(Beginning of Material provided)
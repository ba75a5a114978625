mod common;

use common::{Pmm, machine, owned_frames, pa};
use kernel_pmm::FreeList;
use std::collections::HashSet;
use std::sync::atomic::{AtomicUsize, Ordering};
use std::sync::{Arc, Barrier, Mutex};
use std::thread;

const THREADS: usize = 8;

fn run(pmm: Pmm, work: impl Fn(Pmm, usize) + Send + Sync + 'static) {
    let start = Arc::new(Barrier::new(THREADS));
    let work = Arc::new(work);
    let handles: Vec<_> = (0..THREADS)
        .map(|t| {
            let start = Arc::clone(&start);
            let work = Arc::clone(&work);
            thread::spawn(move || {
                start.wait();
                work(pmm, t);
            })
        })
        .collect();
    for h in handles {
        h.join().unwrap();
    }
}

#[test]
fn concurrent_allocations_never_share_a_frame() {
    const FRAMES: usize = 32;
    let pmm = machine(FRAMES);
    let held = Arc::new(Mutex::new(HashSet::new()));
    let exhausted = Arc::new(AtomicUsize::new(0));

    {
        let held = Arc::clone(&held);
        let exhausted = Arc::clone(&exhausted);
        run(pmm, move |pmm, t| {
            let mut mine = Vec::new();
            for i in 0..2_000 {
                if i % 3 == 2 {
                    if let Some(phys) = mine.pop() {
                        assert!(held.lock().unwrap().remove(&phys));
                        assert!(pmm.decrement(phys));
                    }
                    continue;
                }
                match pmm.new_raw_page() {
                    Ok(frame) => {
                        pmm.increment(frame.phys());
                        assert!(held.lock().unwrap().insert(frame.phys()), "frame handed out twice");
                        unsafe { frame.bytes_mut() }.0[0] = u8::try_from(t).unwrap();
                        mine.push(frame.phys());
                    }
                    Err(_) => {
                        exhausted.fetch_add(1, Ordering::Relaxed);
                    }
                }
            }
            for phys in mine {
                assert!(held.lock().unwrap().remove(&phys));
                assert!(pmm.decrement(phys));
            }
        });
    }

    assert!(held.lock().unwrap().is_empty());
    assert_eq!(pmm.free_count(FreeList::General), FRAMES);
    assert_eq!(owned_frames(pmm), 0);
}

#[test]
fn shared_frame_is_freed_exactly_once() {
    let pmm = machine(2);
    let frame = pmm.new_raw_page().unwrap();
    let phys = frame.phys();
    pmm.increment(phys);
    let last_seen = Arc::new(AtomicUsize::new(0));

    {
        let last_seen = Arc::clone(&last_seen);
        run(pmm, move |pmm, _| {
            for _ in 0..5_000 {
                pmm.increment(phys);
            }
            for _ in 0..5_000 {
                if pmm.decrement(phys) {
                    last_seen.fetch_add(1, Ordering::Relaxed);
                }
            }
        });
    }

    assert_eq!(last_seen.load(Ordering::Relaxed), 0);
    assert_eq!(pmm.ref_count(phys), 1);
    assert!(pmm.decrement(phys));
    assert_eq!(pmm.free_count(FreeList::General), 2);
}

#[test]
fn roots_and_pages_are_conserved_across_pools() {
    const FRAMES: usize = 24;
    let pmm = machine(FRAMES);

    run(pmm, |pmm, t| {
        for i in 0..1_000 {
            let frame = if (i + t) % 2 == 0 {
                pmm.new_page_table_root()
            } else {
                pmm.new_raw_page()
            };
            let Ok(frame) = frame else { continue };
            pmm.increment(frame.phys());
            if i % 4 == 0 {
                assert!(pmm.release_page_table_root(frame.phys()));
            } else {
                assert!(pmm.decrement(frame.phys()));
            }
        }
    });

    let general = pmm.free_count(FreeList::General);
    let tables = pmm.free_count(FreeList::PageTables);
    assert_eq!(general + tables, FRAMES);
    assert_eq!(owned_frames(pmm), 0);
    assert_eq!(pmm.ref_count(pa(0)), 0);
}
(End of Material provided)
# [What you will do]
Retrieve each line from the records above where the word "start" occurs.

# [Written solution]
    let start = Arc::new(Barrier::new(THREADS));
            let start = Arc::clone(&start);
                start.wait();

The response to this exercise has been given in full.